I've had a Shimano Baitrunner about 12 years now ... think I only opened it up once. It's a bigger model with strength ... did some "night blues" back in the mid-90s and it was almost unfair how it allowed me to winch up 15-17 lbers and hoist them over the side of the boat without gaffing.


----------



## Mark G (Nov 15, 2004)

*relative question*

kind of hard to say without knowing what price you consider budget and what you call high end.

For me the 525 mag for out of the box simplicity and durability, others will argue the slosh (Bit cheaper, better drag,louder clicker, but no mags)


----------



## VICIII (Apr 8, 2005)

penn 706z, 6500 baitrunner, Jigmaster 500 thats right left hand reel!.. 6000 sahara.. landed many big red with no complaints...


----------



## SeaSalt (Apr 29, 2002)

alright, lets rephrase it like this. If you were to start your fishing reel collection over again and you had a limited amount of money, what would you get?


----------



## Variable (Sep 12, 2006)

I am a relative n00b, but my Shimano Spheros 4000 has been pretty rock solid. It is under a 100 bucks, waterproof drag. I use it mainly while I am kayak fishing, so it gets plenty wet regularly.


----------



## HuskyMD (May 19, 2000)

SeaSalt,
It's still relative...How many is "limited $"? For me it is under $100. There are many people on this board that would consider under $200 "moderate" or "limited".


----------



## SeaSalt (Apr 29, 2002)

alright relative limited funds for average income family... lets just say if you had a cap of 150 dollars spend on a reel what would you buy?

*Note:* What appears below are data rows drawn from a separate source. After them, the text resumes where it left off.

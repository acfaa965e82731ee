//! Typed facade over [`EventEmitter`].
//!
//! Every event is a Rust type with a static name. A [`TypedEmitter<E, L>`]
//! may only emit events carried by schema `E` and only be listened to for
//! events carried by schema `L`. Splitting the two lets a facade expose a
//! narrower (or different) listen surface than what it emits internally,
//! for instance a store that emits internal events and is bridged into a
//! public emitter.
//!
//! ```rust
//! use event_emitter::{define_event, event_schema, typed::TypedEmitter};
//!
//! #[derive(Debug)]
//! struct Saved(String);
//! define_event!(Saved => "saved");
//!
//! event_schema! {
//!     pub StoreEvents { Saved }
//! }
//!
//! let store: TypedEmitter<StoreEvents, StoreEvents> = TypedEmitter::new();
//! store.on(|saved: &Saved| assert_eq!(saved.0, "notes.md"));
//! store.emit(Saved("notes.md".into())).unwrap();
//! ```

use crate::config::EmitterConfig;
use crate::emitter::{EmitReport, EventEmitter, Subscription};
use crate::error::{EmitterError, HandlerError};
use crate::listener::{Handler, HandlerOutput, Priority, Propagation, DEFAULT_PRIORITY};
use serde::{Deserialize, Serialize};
use std::any::{type_name, Any};
use std::fmt;
use std::marker::PhantomData;
use std::sync::Arc;

/// Type-erased payload carried by typed emitters.
pub type DynPayload = Arc<dyn Any + Send + Sync>;

/// Untyped emitter underneath every [`TypedEmitter`].
pub type ErasedEmitter = EventEmitter<DynPayload, &'static str>;

/// An event payload with a static name.
pub trait Event: Any + Send + Sync {
    const NAME: &'static str;
}

/// Marks event `T` as part of a schema.
pub trait Carries<T: Event> {}

/// Payload for "value changed" notifications.
#[derive(Debug, Clone, PartialEq, Eq, Serialize, Deserialize)]
pub struct ChangeEvent<T> {
    pub old_value: T,
    pub value: T,
}

impl<T: PartialEq> ChangeEvent<T> {
    pub fn new(old_value: T, value: T) -> Self {
        Self { old_value, value }
    }

    /// Returns `true` if the value actually differs.
    pub fn is_change(&self) -> bool {
        self.old_value != self.value
    }
}

/// Emitter whose emits are checked against schema `E` and whose listeners
/// are checked against schema `L`.
pub struct TypedEmitter<E, L = E> {
    inner: ErasedEmitter,
    _schemas: PhantomData<fn() -> (E, L)>,
}

impl<E, L> Clone for TypedEmitter<E, L> {
    fn clone(&self) -> Self {
        Self {
            inner: self.inner.clone(),
            _schemas: PhantomData,
        }
    }
}

impl<E, L> fmt::Debug for TypedEmitter<E, L> {
    fn fmt(&self, f: &mut fmt::Formatter<'_>) -> fmt::Result {
        f.debug_struct("TypedEmitter")
            .field("emits", &type_name::<E>())
            .field("listens", &type_name::<L>())
            .field("inner", &self.inner)
            .finish()
    }
}

impl<E, L> Default for TypedEmitter<E, L> {
    fn default() -> Self {
        Self::new()
    }
}

impl<E, L> TypedEmitter<E, L> {
    pub fn new() -> Self {
        Self::with_config(EmitterConfig::default())
    }

    pub fn with_config(config: EmitterConfig) -> Self {
        Self::from_erased(EventEmitter::with_config(config))
    }

    /// Wraps an existing untyped emitter. Every facade over the same erased
    /// emitter shares its listeners.
    pub fn from_erased(inner: ErasedEmitter) -> Self {
        Self {
            inner,
            _schemas: PhantomData,
        }
    }

    /// The untyped emitter underneath.
    pub fn erased(&self) -> &ErasedEmitter {
        &self.inner
    }

    /// Builds a shareable handler for event `T`, for use with
    /// [`on_handler`](Self::on_handler) and [`off`](Self::off).
    pub fn handler<T, F, R>(handler: F) -> Handler<DynPayload>
    where
        T: Event,
        F: Fn(&T) -> R + Send + Sync + 'static,
        R: HandlerOutput,
    {
        Handler::new(move |payload: &DynPayload| -> Result<Propagation, HandlerError> {
            match (**payload).downcast_ref::<T>() {
                Some(event) => handler(event).into_outcome(),
                None => Err(EmitterError::PayloadType {
                    event: T::NAME,
                    expected: type_name::<T>(),
                }
                .into()),
            }
        })
    }

    /// Emits `event` under `T::NAME`.
    pub fn emit<T>(&self, event: T) -> Result<EmitReport, EmitterError>
    where
        T: Event,
        E: Carries<T>,
    {
        let payload: DynPayload = Arc::new(event);
        self.inner.emit(T::NAME, &payload)
    }

    pub fn on<T, F, R>(&self, handler: F) -> Subscription<DynPayload, &'static str>
    where
        T: Event,
        L: Carries<T>,
        F: Fn(&T) -> R + Send + Sync + 'static,
        R: HandlerOutput,
    {
        self.on_with_priority(DEFAULT_PRIORITY, handler)
    }

    pub fn on_with_priority<T, F, R>(
        &self,
        priority: Priority,
        handler: F,
    ) -> Subscription<DynPayload, &'static str>
    where
        T: Event,
        L: Carries<T>,
        F: Fn(&T) -> R + Send + Sync + 'static,
        R: HandlerOutput,
    {
        self.inner
            .on_handler(T::NAME, priority, &Self::handler::<T, F, R>(handler))
    }

    pub fn once<T, F, R>(&self, handler: F) -> Subscription<DynPayload, &'static str>
    where
        T: Event,
        L: Carries<T>,
        F: Fn(&T) -> R + Send + Sync + 'static,
        R: HandlerOutput,
    {
        self.once_with_priority(DEFAULT_PRIORITY, handler)
    }

    pub fn once_with_priority<T, F, R>(
        &self,
        priority: Priority,
        handler: F,
    ) -> Subscription<DynPayload, &'static str>
    where
        T: Event,
        L: Carries<T>,
        F: Fn(&T) -> R + Send + Sync + 'static,
        R: HandlerOutput,
    {
        self.inner
            .once_handler(T::NAME, priority, &Self::handler::<T, F, R>(handler))
    }

    /// Registers a handler built with [`TypedEmitter::handler`].
    pub fn on_handler<T>(
        &self,
        priority: Priority,
        handler: &Handler<DynPayload>,
    ) -> Subscription<DynPayload, &'static str>
    where
        T: Event,
        L: Carries<T>,
    {
        self.inner.on_handler(T::NAME, priority, handler)
    }

    /// Removes every record of `handler` for `T` at `priority`.
    pub fn off<T>(&self, priority: Priority, handler: &Handler<DynPayload>) -> usize
    where
        T: Event,
        L: Carries<T>,
    {
        self.inner.off_with_priority(T::NAME, priority, handler)
    }

    pub fn listener_count<T>(&self) -> usize
    where
        T: Event,
        L: Carries<T>,
    {
        self.inner.listener_count(T::NAME)
    }

    /// Forwards every unstopped emit to `other`, whatever its schemas.
    pub fn bridge_emit<E2, L2>(&self, other: &TypedEmitter<E2, L2>) {
        self.inner.bridge_emit(&other.inner);
    }
}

If you think 40 dollar Okuma Avenger is the best bang of the buck that is okay too. Just don't go over 150. Penn525 is under 150 so it fits. 

Can't wait to go to AI and use my Penn525.


----------



## KT_UMCP (Oct 11, 2005)

Ok seasalt here it goes with limited funds:

Reels: Daiwa Emcastplus 4500 (1) for togs and 5500 (2) for surf, Penn Captiva (casting). Would like to purchase my first conventional real and from what I have been reading the 525 mag seems to bea good one.

Rods: 7' beefstick for togs, 9' Tsunami for casting, OM heavy (1), OM medium/light (1).


----------



## justinfisch01 (Feb 19, 2006)

Abu 6501, Daiwa Emcast Plus. For Rods I think the OM surf series is the best bang for the buck.


----------



## Lipyourown (May 11, 2005)

Well for $150 you can get a 525 Mag and many consider that the premiere surf reel.

Anyway, I have 2 shimano stradics ($120) and 2 shimano sysmetres ($80). I can't tell the difference between the two and the symetre is still at least twice as nice as the sahara.

Lots of tackle shops will not carry the symetre because they wouldn't be able to sell those stradics.


----------



## SeaSalt (Apr 29, 2002)

Lipyourown said:


> adics ($120) and 2 shimano sysmetres ($80). I can't tell the difference between the two and the symetre is still at least twice as nice as the sahara.
> 
> Lots of tackle shops will not carry the symetre because they wouldn't be able to sell those stradics.


thats an interesting observation. going to have to try the sysmetres when I get a chance.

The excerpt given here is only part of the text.